I usually use both approaches. Sometimes i have another service which is sitting on top on x other services and combines the data. I don't really like this approach because it is causing dependencies and coupling between services. So in general, within my last projects we tried to stick to polyglot persistence.
Also think about, if you need to have x sub http requests for combining data in some kind of middleware service, it will lead you to higher latency. We always try to cut down the amount of requests for one task and handle everything what is possible through asynchronous queues. ( especially data sync )
If you conceptualize modules as the owners and controllers of the data they work on, then your model must also communicate that data out of that module to others. In contrast, the modules in a manufacturing process have the access to change data without possessing and controlling it.
Microservices is an architecture for distributed processing, like most code, where modules pass the data around to work on it. From classic articles by Harvard Business Review and McKinsey on the subject of owning members of a supply chain, I identified complexities arising from this model and wrote an article teaching programmers what you need to know: http://www.powersemantics.com/p.html
Manufacturing is an architecture for integrated processing, where modules work on the data without passing it around from point to point. This can be accomplished by having modules configured to access the same memory, files or database tables. My architecture shows how to accomplish this on memory via reference properties.

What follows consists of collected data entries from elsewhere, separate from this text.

use anyhow::{Context, Result};
use autosmith_core::{GameMode, ItemKey, SimTick};
use autosmith_world::BlockPos;
use serde::Deserialize;
use std::{collections::VecDeque, fs, path::Path};

#[derive(Debug, Deserialize)]
struct CommandScriptFile {
    steps: Vec<CommandScriptStepDef>,
}

#[derive(Debug, Clone, Deserialize)]
struct CommandScriptStepDef {
    tick: u64,
    command: String,
}

/// A parsed script command.
#[derive(Debug, Clone, PartialEq)]
pub enum ScriptCommand {
    /// `station x y z`
    PlaceStation(BlockPos),
    /// `press x y z [rpm]`
    PlacePress { pos: BlockPos, rpm: Option<f32> },
    /// `start x y z`: begin one press stroke.
    StartPress(BlockPos),
    /// `use x y z [item] [creative]`: empty hand when no item is given.
    Use {
        pos: BlockPos,
        item: Option<ItemKey>,
        mode: GameMode,
    },
    /// `save`
    Save,
    /// `log`: dump every station's contents to the event log.
    Log,
}

impl ScriptCommand {
    pub fn parse(line: &str) -> Result<Self> {
        let mut words = line.split_whitespace();
        let verb = words.next().context("empty command")?;
        let args: Vec<&str> = words.collect();

        let pos = |args: &[&str]| -> Result<BlockPos> {
            let [x, y, z] = args
                .get(..3)
                .and_then(|s| <[&str; 3]>::try_from(s).ok())
                .with_context(|| format!("`{verb}` needs x y z coordinates"))?;
            Ok(BlockPos::new(
                x.parse().with_context(|| format!("bad x coordinate `{x}`"))?,
                y.parse().with_context(|| format!("bad y coordinate `{y}`"))?,
                z.parse().with_context(|| format!("bad z coordinate `{z}`"))?,
            ))
        };

        let command = match verb {
            "station" => ScriptCommand::PlaceStation(pos(&args)?),
            "press" => ScriptCommand::PlacePress {
                pos: pos(&args)?,
                rpm: args
                    .get(3)
                    .map(|rpm| rpm.parse().with_context(|| format!("bad rpm `{rpm}`")))
                    .transpose()?,
            },
            "start" => ScriptCommand::StartPress(pos(&args)?),
            "use" => {
                let mut item = None;
                let mut mode = GameMode::Survival;
                for &word in args.iter().skip(3) {
                    if word == "creative" {
                        mode = GameMode::Creative;
                    } else if item.is_none() {
                        item = Some(
                            ItemKey::parse(word)
                                .with_context(|| format!("bad item key `{word}`"))?,
                        );
                    } else {
                        anyhow::bail!("unexpected argument `{word}` to use");
                    }
                }
                ScriptCommand::Use {
                    pos: pos(&args)?,
                    item,
                    mode,
                }
            }
            "save" => ScriptCommand::Save,
            "log" => ScriptCommand::Log,
            other => anyhow::bail!("unknown command `{other}`"),
        };
        Ok(command)
    }
}

#[derive(Debug, Clone)]
struct CommandScriptStep {
    tick: SimTick,
    command: ScriptCommand,
}

/// Deterministic command script runner.
///
/// Scripts are a simple list of `{tick, command}` steps, executed in file order.
#[derive(Debug)]
pub struct CommandScriptPlayer {
    pending: VecDeque<CommandScriptStep>,
}

impl CommandScriptPlayer {
    /// Load a command script from a JSON file on disk.
    pub fn from_path(path: &Path) -> Result<Self> {
        let contents = fs::read_to_string(path)
            .with_context(|| format!("failed to read command script {}", path.display()))?;
        Self::from_str(&contents)
    }

    /// Load a command script from an in-memory JSON string.
    pub fn from_str(contents: &str) -> Result<Self> {
        let file: CommandScriptFile = serde_json::from_str(contents)?;
        if file.steps.is_empty() {
            anyhow::bail!("command script contains no steps");
        }

        let mut pending = VecDeque::with_capacity(file.steps.len());
        let mut last_tick: Option<u64> = None;
        for (idx, step) in file.steps.into_iter().enumerate() {
            if let Some(prev) = last_tick {
                if step.tick < prev {
                    anyhow::bail!("command script steps must be sorted by tick");
                }
            }
            last_tick = Some(step.tick);

            let command = ScriptCommand::parse(step.command.trim())
                .with_context(|| format!("invalid command in step {}", idx + 1))?;
            pending.push_back(CommandScriptStep {
                tick: SimTick(step.tick),
                command,
            });
        }

        Ok(Self { pending })
    }

    /// Drain and return all commands scheduled for ticks `<= tick`.
    pub fn drain_ready_commands(&mut self, tick: SimTick) -> Vec<ScriptCommand> {
        let mut commands = Vec::new();
        while self.pending.front().is_some_and(|step| step.tick <= tick) {
            if let Some(step) = self.pending.pop_front() {
                commands.push(step.command);
            }
        }
        commands
    }

    pub fn is_finished(&self) -> bool {
        self.pending.is_empty()
    }
}

#[cfg(test)]
mod tests {
    use super::*;

    #[test]
    fn command_script_rejects_unsorted_ticks() {
        let json = r#"{
            "steps": [
                {"tick": 2, "command": "station 0 64 0"},
                {"tick": 1, "command": "save"}
            ]
        }"#;
        let err = CommandScriptPlayer::from_str(json).unwrap_err();
        assert!(
            err.to_string().contains("sorted by tick"),
            "unexpected error: {err:#}"
        );
    }

    #[test]
    fn command_script_rejects_unknown_commands() {
        let json = r#"{"steps": [{"tick": 0, "command": "/weather clear"}]}"#;
        let err = CommandScriptPlayer::from_str(json).unwrap_err();
        assert!(format!("{err:#}").contains("unknown command"), "{err:#}");
    }

    #[test]
    fn command_script_drains_in_order_and_is_deterministic() {
        let json = r#"{
            "steps": [
                {"tick": 1, "command": "station 0 64 0"},
                {"tick": 1, "command": "press 0 66 0 128"},
                {"tick": 3, "command": "start 0 66 0"}
            ]
        }"#;
        let mut script = CommandScriptPlayer::from_str(json).expect("script should parse");

        assert!(script.drain_ready_commands(SimTick(0)).is_empty());
        assert_eq!(
            script.drain_ready_commands(SimTick(1)),
            vec![
                ScriptCommand::PlaceStation(BlockPos::new(0, 64, 0)),
                ScriptCommand::PlacePress {
                    pos: BlockPos::new(0, 66, 0),
                    rpm: Some(128.0)
                },
            ]
        );
        assert!(script.drain_ready_commands(SimTick(2)).is_empty());
        assert_eq!(
            script.drain_ready_commands(SimTick(3)),
            vec![ScriptCommand::StartPress(BlockPos::new(0, 66, 0))]
        );
        assert!(script.is_finished());
    }

    #[test]
    fn use_command_variants() {
        assert_eq!(
            ScriptCommand::parse("use 1 2 3").unwrap(),
            ScriptCommand::Use {
                pos: BlockPos::new(1, 2, 3),
                item: None,
                mode: GameMode::Survival,
            }
        );
        assert_eq!(
            ScriptCommand::parse("use 1 2 -3 netherite_ingot creative").unwrap(),
            ScriptCommand::Use {
                pos: BlockPos::new(1, 2, -3),
                item: Some(ItemKey::parse("netherite_ingot").unwrap()),
                mode: GameMode::Creative,
            }
        );
        assert!(ScriptCommand::parse("use 1 2").is_err());
        assert!(ScriptCommand::parse("use 1 2 3 a b").is_err());
    }
}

When you consider "exposing an API at the Users Service end which brings back user details based on given ids", you need to be aware that creates what HBR calls "irreversible" complexity, which I've dubbed centralization complexity. Don't build A->B (distributed) systems, because you can't decentralize them later after failing to separate requirements. Requirements in production processes represent user instructions, and centralized modules only enable you to change the wrong users' processes. In other words, centralized modules don't document user groups or distinguish them from derived-product-users.